Show me each line of the listing below where the word "toml" appears.

+===+

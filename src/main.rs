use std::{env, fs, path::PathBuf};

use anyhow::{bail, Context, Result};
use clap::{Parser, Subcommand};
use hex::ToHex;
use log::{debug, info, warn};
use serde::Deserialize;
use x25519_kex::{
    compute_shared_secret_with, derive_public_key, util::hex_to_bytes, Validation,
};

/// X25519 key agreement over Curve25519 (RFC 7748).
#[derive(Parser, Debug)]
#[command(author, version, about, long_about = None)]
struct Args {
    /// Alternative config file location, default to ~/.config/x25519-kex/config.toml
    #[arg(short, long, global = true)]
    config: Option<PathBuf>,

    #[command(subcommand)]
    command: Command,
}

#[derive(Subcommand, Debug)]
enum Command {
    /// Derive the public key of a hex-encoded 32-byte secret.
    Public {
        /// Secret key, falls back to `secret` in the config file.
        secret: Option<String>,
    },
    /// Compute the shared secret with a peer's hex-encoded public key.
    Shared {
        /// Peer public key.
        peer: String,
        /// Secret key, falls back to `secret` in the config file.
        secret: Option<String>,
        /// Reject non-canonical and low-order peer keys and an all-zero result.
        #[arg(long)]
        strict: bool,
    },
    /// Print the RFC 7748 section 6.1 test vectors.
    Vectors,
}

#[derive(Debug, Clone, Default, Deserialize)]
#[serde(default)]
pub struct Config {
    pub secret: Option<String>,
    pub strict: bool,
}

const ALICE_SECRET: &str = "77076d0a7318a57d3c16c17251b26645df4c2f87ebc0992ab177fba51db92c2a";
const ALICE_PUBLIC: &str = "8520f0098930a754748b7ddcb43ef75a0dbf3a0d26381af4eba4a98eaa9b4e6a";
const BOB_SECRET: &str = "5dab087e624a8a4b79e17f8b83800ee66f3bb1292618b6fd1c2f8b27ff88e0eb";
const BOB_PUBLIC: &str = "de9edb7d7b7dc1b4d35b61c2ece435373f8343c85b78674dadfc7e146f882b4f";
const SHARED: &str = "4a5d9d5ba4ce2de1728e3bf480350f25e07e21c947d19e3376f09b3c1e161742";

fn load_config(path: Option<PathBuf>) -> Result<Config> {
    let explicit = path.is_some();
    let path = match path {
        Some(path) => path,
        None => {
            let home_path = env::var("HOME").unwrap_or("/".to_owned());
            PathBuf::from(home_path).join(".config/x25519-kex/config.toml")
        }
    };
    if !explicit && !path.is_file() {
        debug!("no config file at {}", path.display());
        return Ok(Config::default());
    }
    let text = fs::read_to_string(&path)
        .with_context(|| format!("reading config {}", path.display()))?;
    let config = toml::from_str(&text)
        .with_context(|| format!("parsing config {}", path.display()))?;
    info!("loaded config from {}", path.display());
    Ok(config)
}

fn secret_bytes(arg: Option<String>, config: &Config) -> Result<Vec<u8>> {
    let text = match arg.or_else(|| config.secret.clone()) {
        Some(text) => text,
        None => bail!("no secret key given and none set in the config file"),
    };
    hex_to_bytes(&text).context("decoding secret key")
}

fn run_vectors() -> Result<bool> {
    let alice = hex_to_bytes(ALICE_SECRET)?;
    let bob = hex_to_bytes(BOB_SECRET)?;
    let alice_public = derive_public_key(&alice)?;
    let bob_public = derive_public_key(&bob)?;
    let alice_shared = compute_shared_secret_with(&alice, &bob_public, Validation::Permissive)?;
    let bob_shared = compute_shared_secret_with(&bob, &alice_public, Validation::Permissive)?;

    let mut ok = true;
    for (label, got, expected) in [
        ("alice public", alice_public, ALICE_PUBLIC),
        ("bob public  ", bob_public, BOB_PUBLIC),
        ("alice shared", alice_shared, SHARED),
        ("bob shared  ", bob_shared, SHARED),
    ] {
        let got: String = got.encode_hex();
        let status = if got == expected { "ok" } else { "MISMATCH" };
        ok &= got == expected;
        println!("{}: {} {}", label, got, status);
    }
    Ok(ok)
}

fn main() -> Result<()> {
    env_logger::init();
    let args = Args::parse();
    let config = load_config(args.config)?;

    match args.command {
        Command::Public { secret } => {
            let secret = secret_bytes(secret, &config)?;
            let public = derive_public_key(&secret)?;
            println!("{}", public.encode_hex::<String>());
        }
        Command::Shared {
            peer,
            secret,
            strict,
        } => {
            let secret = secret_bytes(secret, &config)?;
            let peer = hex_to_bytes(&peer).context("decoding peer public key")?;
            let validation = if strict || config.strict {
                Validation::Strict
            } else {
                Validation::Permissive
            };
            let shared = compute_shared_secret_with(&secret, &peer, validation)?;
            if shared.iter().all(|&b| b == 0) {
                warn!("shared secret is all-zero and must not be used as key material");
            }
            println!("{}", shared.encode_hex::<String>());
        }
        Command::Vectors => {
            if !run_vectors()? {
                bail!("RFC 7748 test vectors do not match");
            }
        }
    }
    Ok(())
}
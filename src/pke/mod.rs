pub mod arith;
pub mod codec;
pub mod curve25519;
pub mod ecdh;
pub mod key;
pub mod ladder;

+===+

## Your response
    /// Alternative config file location, default to ~/.config/x25519-kex/config.toml
            PathBuf::from(home_path).join(".config/x25519-kex/config.toml")
    let config = toml::from_str(&text)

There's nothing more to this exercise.